As he idly ran through various possibilities he felt something brush itself against his leg. Without opening his eyes, he moved slightly, not wanting to embarrass whoever had inadvertently rubbed against him. Moments later, he felt it again, more insistent. Someone was running their foot up the inside of his trousers! This time he looked up with an indignant glare. Sitting on the other side of the table, fixing him with a sweet, innocent smile, was Fleur.
‘Hello, Charles,’ she said. ‘Fancy us being on the same train. I’ve been up to town to do some shopping.’ She indicated a clutch of carrier bags to prove her statement. ‘I was just going to go and get a hot chocolate from the buffet car when I spotted you.’
Charles could only manage a strangled greeting from the back of his throat.
‘Aren’t you pleased to see me?’ She leaned forward. ‘We might as well take the opportunity to talk about our… project’
Charles’s eyes flicked wildly round the carriage. There could be any number of people on board that he knew. He didn’t see anyone he recognized in the immediate vicinity, but he knew from experience that people listened in keenly to other people’s conversations.
‘Not here,’ he muttered.
‘What?’
‘Not in here.’
With his eyes, he indicated behind him to the toilets.
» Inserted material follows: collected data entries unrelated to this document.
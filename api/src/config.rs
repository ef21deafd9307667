//! Startup configuration for the API binary.

use folio_core::domain::entities::user::{User, UserRole};
use folio_core::errors::DomainError;
use folio_core::services::token::TokenConfig;

/// Configuration loaded once at startup
#[derive(Debug, Clone)]
pub struct ApiConfig {
    /// Bind host
    pub host: String,
    /// Bind port
    pub port: u16,
    /// Token signing configuration; absence of the secret is fatal
    pub token: TokenConfig,
    /// Recipient of contact notifications
    pub admin_email: String,
}

impl ApiConfig {
    /// Load configuration from the environment
    ///
    /// A missing or empty `JWT_SECRET` is an error: the process cannot
    /// serve auth and must refuse to start rather than degrade per
    /// request.
    pub fn from_env() -> Result<Self, DomainError> {
        let host = std::env::var("SERVER_HOST").unwrap_or_else(|_| "127.0.0.1".to_string());
        let port = std::env::var("SERVER_PORT")
            .unwrap_or_else(|_| "8080".to_string())
            .parse::<u16>()
            .map_err(|_| DomainError::Config {
                message: "SERVER_PORT must be a valid port number".to_string(),
            })?;

        Ok(Self {
            host,
            port,
            token: TokenConfig::from_env()?,
            admin_email: std::env::var("ADMIN_EMAIL")
                .unwrap_or_else(|_| "admin@localhost".to_string()),
        })
    }
}

/// Builds the provisioned users from the environment
///
/// `ADMIN_PASSWORD_HASH` (a bcrypt hash) is preferred; `ADMIN_PASSWORD` is
/// accepted for development and hashed once at startup. With neither set,
/// the user table is empty and every login fails.
pub fn provisioned_users() -> Result<Vec<User>, DomainError> {
    let username = std::env::var("ADMIN_USERNAME").unwrap_or_else(|_| "admin".to_string());

    let password_hash = match std::env::var("ADMIN_PASSWORD_HASH") {
        Ok(hash) => hash,
        Err(_) => match std::env::var("ADMIN_PASSWORD") {
            Ok(password) => {
                bcrypt::hash(&password, bcrypt::DEFAULT_COST).map_err(|e| DomainError::Config {
                    message: format!("failed to hash ADMIN_PASSWORD: {e}"),
                })?
            }
            Err(_) => {
                log::warn!("no admin credential configured; logins will be rejected");
                return Ok(Vec::new());
            }
        },
    };

    Ok(vec![User::new(username, password_hash, UserRole::Admin)])
}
The sign luckily read vacant. Fleur nodded her understanding, got up and made her way down the aisle, then disappeared through the sliding door. Charles looked at his watch. They were at least half an hour from Eldenbury, or he might have done a runner. Instead, he gave it two minutes, then followed her, tapping on the door. She opened it up and let him inside, grinning mischievously. No sooner was the door closed than she pressed herself urgently up against him.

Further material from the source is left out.